### INSTRUCTIONS FOR THE TASK
Could you transcribe every record below exactly as it stands?

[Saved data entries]
• • • • • • •
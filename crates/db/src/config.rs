//! Entity store database configuration, read from the environment.

use anyhow::{Result, anyhow};
use std::env;

/// Supported external backends. When no backend is configured the store
/// reuses the host process's shared connection instead.
#[derive(Debug, Clone, Copy, PartialEq, Eq)]
pub enum DbType {
    Postgres,
    MySql,
}

#[derive(Debug, Clone, Default)]
pub struct EntityDbConfig {
    pub db_type: Option<DbType>,
    pub db_host: String,
    pub db_name: String,
    pub db_user: String,
    pub db_pass: String,
    pub db_sslmode: String,
    /// Emit SQL and timings through the pool logger.
    pub log_queries: bool,
}

impl EntityDbConfig {
    /// Read the `ENTITY_API_*` variables, honouring a `.env` file.
    pub fn from_env() -> Result<Self> {
        dotenvy::dotenv().ok();

        let db_type = match env::var("ENTITY_API_DB_TYPE").unwrap_or_default().as_str() {
            "" => None,
            "postgres" => Some(DbType::Postgres),
            "mysql" => Some(DbType::MySql),
            other => return Err(anyhow!("invalid db type specified: {}", other)),
        };

        Ok(Self {
            db_type,
            db_host: env::var("ENTITY_API_DB_HOST").unwrap_or_default(),
            db_name: env::var("ENTITY_API_DB_NAME").unwrap_or_default(),
            db_user: env::var("ENTITY_API_DB_USER").unwrap_or_default(),
            db_pass: env::var("ENTITY_API_DB_PASS").unwrap_or_default(),
            db_sslmode: env::var("ENTITY_API_DB_SSLMODE")
                .unwrap_or_else(|_| "disable".to_string()),
            log_queries: env_flag("ENTITY_API_LOG_QUERIES"),
        })
    }
}

/// Feature flags consumed by the entity store.
#[derive(Debug, Clone, Copy, Default)]
pub struct FeatureToggles {
    /// Master switch; nothing runs without it.
    pub entity_store: bool,
    /// Take an advisory lock around schema migrations.
    pub migration_locking: bool,
}

impl FeatureToggles {
    pub fn from_env() -> Self {
        Self {
            entity_store: env_flag("ENTITY_STORE_ENABLED"),
            migration_locking: env_flag("ENTITY_MIGRATION_LOCKING"),
        }
    }
}

/// Deployment environment. The schema migrator refuses to run in
/// production.
#[derive(Debug, Clone, Copy, PartialEq, Eq, Default)]
pub enum Environment {
    #[default]
    Development,
    Production,
}

impl Environment {
    pub fn from_env() -> Self {
        match env::var("APP_ENV").unwrap_or_default().as_str() {
            "production" | "prod" => Environment::Production,
            _ => Environment::Development,
        }
    }
}

fn env_flag(name: &str) -> bool {
    matches!(
        env::var(name).unwrap_or_default().to_lowercase().as_str(),
        "1" | "true" | "yes"
    )
}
• • • • • • •
### TASK RESPONSE
filename crates/db/src/config.rs
//! Entity store database configuration, read from the environment.

use anyhow::{Result, anyhow};
use std::env;

/// Supported external backends. When no backend is configured the store
/// reuses the host process's shared connection instead.
#[derive(Debug, Clone, Copy, PartialEq, Eq)]
pub enum DbType {
    Postgres,
    MySql,
}

#[derive(Debug, Clone, Default)]
pub struct EntityDbConfig {
    pub db_type: Option<DbType>,
    pub db_host: String,
    pub db_name: String,
    pub db_user: String,
    pub db_pass: String,
    pub db_sslmode: String,
    /// Emit SQL and timings through the pool logger.
    pub log_queries: bool,
}

impl EntityDbConfig {
    /// Read the `ENTITY_API_*` variables, honouring a `.env` file.
    pub fn from_env() -> Result<Self> {
        dotenvy::dotenv().ok();

        let db_type = match env::var("ENTITY_API_DB_TYPE").unwrap_or_default().as_str() {
            "" => None,
            "postgres" => Some(DbType::Postgres),
            "mysql" => Some(DbType::MySql),
            other => return Err(anyhow!("invalid db type specified: {}", other)),
        };

        Ok(Self {
            db_type,
            db_host: env::var("ENTITY_API_DB_HOST").unwrap_or_default(),
            db_name: env::var("ENTITY_API_DB_NAME").unwrap_or_default(),
            db_user: env::var("ENTITY_API_DB_USER").unwrap_or_default(),
            db_pass: env::var("ENTITY_API_DB_PASS").unwrap_or_default(),
            db_sslmode: env::var("ENTITY_API_DB_SSLMODE")
                .unwrap_or_else(|_| "disable".to_string()),
            log_queries: env_flag("ENTITY_API_LOG_QUERIES"),
        })
    }
}

/// Feature flags consumed by the entity store.
#[derive(Debug, Clone, Copy, Default)]
pub struct FeatureToggles {
    /// Master switch; nothing runs without it.
    pub entity_store: bool,
    /// Take an advisory lock around schema migrations.
    pub migration_locking: bool,
}

impl FeatureToggles {
    pub fn from_env() -> Self {
        Self {
            entity_store: env_flag("ENTITY_STORE_ENABLED"),
            migration_locking: env_flag("ENTITY_MIGRATION_LOCKING"),
        }
    }
}

/// Deployment environment. The schema migrator refuses to run in
/// production.
#[derive(Debug, Clone, Copy, PartialEq, Eq, Default)]
pub enum Environment {
    #[default]
    Development,
    Production,
}

impl Environment {
    pub fn from_env() -> Self {
        match env::var("APP_ENV").unwrap_or_default().as_str() {
            "production" | "prod" => Environment::Production,
            _ => Environment::Development,
        }
    }
}

fn env_flag(name: &str) -> bool {
    matches!(
        env::var(name).unwrap_or_default().to_lowercase().as_str(),
        "1" | "true" | "yes"
    )
}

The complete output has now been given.